A seismic shift in the global drug market has left British patients questioning why they are subsidising the profits of pharmaceutical giants while Canadians enjoy cheaper access to life-saving treatments. The arrival of generic semaglutide, the active ingredient in Ozempic, in Canada at a fraction of the UK price has reignited the debate over the nation's broken drug pricing system.
Canada’s move to license generic versions of the blockbuster diabetes drug, which also aids weight loss, will see prices drop by up to 70 per cent from the branded version. Meanwhile, UK patients face stubbornly high costs despite the NHS’s vaunted negotiating power. The Canadian model, which uses a compulsory licensing framework similar to that once employed by the UK for HIV drugs, is being hailed by campaigners as a template for reform.
The contrast is stark. In Canada, a month’s supply of generic semaglutide will cost around £150. In the UK, the branded Ozempic remains priced at over £200 per month, with the NHS footing the bill for some but not all. For those without prescriptions, private prescriptions cost even more. This is not a tale of two systems but a glimpse of what the UK has lost: the ability to put patients before patents.
“This is a scandal,” said Margaret Hodge, a retired nurse from Manchester who now campaigns for affordable medicines. “We have a drug pricing system that rewards companies for keeping prices high. The Canadian approach shows that there is another way, but our government refuses to take it. They are more worried about upsetting the pharmaceutical industry than helping people.”
The UK's current model relies on the Pharmaceutical Price Regulation Scheme (PPRS), a voluntary agreement that caps profits but does little to force down prices for individual drugs. Critics argue that this system, combined with a reluctance to use compulsory licences, has left the UK paying some of the highest prices in Europe for brand-name medicines. The result is a postcode lottery where access to treatments depends on local NHS budgets rather than clinical need.
“The UK was once a world leader in using compulsory licensing and parallel importation to keep drug costs down,” said Dr. Sarah Woolley, a health economist at the University of Sheffield. “But we have moved away from that model, partly due to pressure from the US and the pharmaceutical lobby. The Canadian move should be a wake-up call. We need to revisit that approach or risk being left behind.”
The issue hits hardest for those with long-term conditions. For type 2 diabetes patients who cannot take metformin, Ozempic can be a game-changer. But with the NHS under strain, access is often restricted. “I was told I could have it, but then the referral was rejected because my local CCG said it wasn’t cost-effective,” said John Carter, a factory worker from Leeds. “I’ve put on weight and my blood sugar is out of control. Meanwhile, my cousin in Toronto gets it cheap. It makes you angry.”
The Canadian generic approval came after a long legal battle by generic firms against Novo Nordisk, the patent holder. The UK’s patent system, while strong, has not been as aggressive in challenging secondary patents that extend monopolies. Campaigners argue that the UK Patent Office should be more proactive in scrutinising claims that keep prices high.

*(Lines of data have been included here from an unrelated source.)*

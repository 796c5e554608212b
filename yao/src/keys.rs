use rand::{CryptoRng, RngCore};
use serde::{Deserialize, Serialize};
use std::fmt;

use crate::circuit::WireId;
use crate::constants::KEY_SIZE;

/// 128-bit secret key standing for one value of a wire
#[derive(Clone, Copy, PartialEq, Eq, Hash, Serialize, Deserialize)]
pub struct WireKey([u8; KEY_SIZE]);

impl WireKey {
    /// Create a wire key from raw bytes
    pub fn new(bytes: [u8; KEY_SIZE]) -> Self {
        WireKey(bytes)
    }

    /// Draw a fresh key from a cryptographically secure generator
    pub fn random<R: RngCore + CryptoRng + ?Sized>(rng: &mut R) -> Self {
        let mut bytes = [0u8; KEY_SIZE];
        rng.fill_bytes(&mut bytes);
        WireKey(bytes)
    }

    /// Get the raw bytes of this key
    pub fn as_bytes(&self) -> &[u8; KEY_SIZE] {
        &self.0
    }
}

// Only a short prefix is printed so logs never carry a whole key.
impl fmt::Debug for WireKey {
    fn fmt(&self, f: &mut fmt::Formatter<'_>) -> fmt::Result {
        write!(f, "WireKey({:02x}{:02x}..)", self.0[0], self.0[1])
    }
}

/// The two keys of a wire: `zero` encodes bit 0, `one` encodes bit 1
///
/// The keys differ; deserialization rejects a pair whose keys are equal.
#[derive(Debug, Clone, Copy, PartialEq, Eq, Serialize, Deserialize)]
#[serde(try_from = "KeyPairRecord")]
pub struct WireKeyPair {
    /// Key for plaintext bit 0
    pub zero: WireKey,
    /// Key for plaintext bit 1
    pub one: WireKey,
}

#[derive(Deserialize)]
struct KeyPairRecord {
    zero: WireKey,
    one: WireKey,
}

impl TryFrom<KeyPairRecord> for WireKeyPair {
    type Error = String;

    fn try_from(record: KeyPairRecord) -> Result<Self, Self::Error> {
        if record.zero == record.one {
            return Err("wire key pair has identical zero and one keys".to_string());
        }
        Ok(WireKeyPair {
            zero: record.zero,
            one: record.one,
        })
    }
}

impl WireKeyPair {
    /// Generate two independent keys, redrawing in the (negligible) event they collide
    pub fn random<R: RngCore + CryptoRng + ?Sized>(rng: &mut R) -> Self {
        let zero = WireKey::random(rng);
        let mut one = WireKey::random(rng);
        while one == zero {
            one = WireKey::random(rng);
        }
        WireKeyPair { zero, one }
    }

    /// Key encoding `bit`
    pub fn select(&self, bit: bool) -> WireKey {
        if bit { self.one } else { self.zero }
    }

    /// Bit encoded by `key`, or `None` if the key belongs to neither side of the pair
    pub fn bit_of(&self, key: &WireKey) -> Option<bool> {
        if *key == self.zero {
            Some(false)
        } else if *key == self.one {
            Some(true)
        } else {
            None
        }
    }
}

/// Key pairs for every wire of a circuit, indexed by wire id (ids start at 1)
///
/// Created once per garbling run and never mutated afterwards.
#[derive(Debug)]
pub struct WireKeyStore {
    pairs: Vec<WireKeyPair>,
}

impl WireKeyStore {
    /// Generate `num_wires` independent key pairs for wires `1..=num_wires`
    pub fn generate<R: RngCore + CryptoRng + ?Sized>(num_wires: usize, rng: &mut R) -> Self {
        let pairs = (0..num_wires).map(|_| WireKeyPair::random(rng)).collect();
        WireKeyStore { pairs }
    }

    /// Key pair of `wire`
    pub fn pair(&self, wire: WireId) -> Option<&WireKeyPair> {
        (wire as usize)
            .checked_sub(1)
            .and_then(|index| self.pairs.get(index))
    }

    /// Number of wires held in the store
    pub fn len(&self) -> usize {
        self.pairs.len()
    }

    /// Whether the store holds no wires
    pub fn is_empty(&self) -> bool {
        self.pairs.is_empty()
    }
}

The Greater Manchester Combine, a coalition of trade unions and community groups, has called for the government to issue a compulsory licence for semaglutide, as it has for some cancer drugs in the past. “We cannot let patent laws stand in the way of public health,” said the group’s convener, Olivia Brennan. “If Canada can do it, why can’t we? The answer is political will, not legal barriers.”
The government defends the current system, pointing to the success of the NHS in securing discounts through volume purchasing. But as more people struggle with obesity and diabetes, the pressure is mounting. The UK’s drug bill has risen to over £20 billion a year, and much of that is spent on brand-name drugs with generic alternatives available elsewhere.
The lesson from Canada is clear: patients should not have to pay more for the same medicine simply because of where they live. The UK needs to rediscover its bite on drug pricing, or millions will continue to pay the price.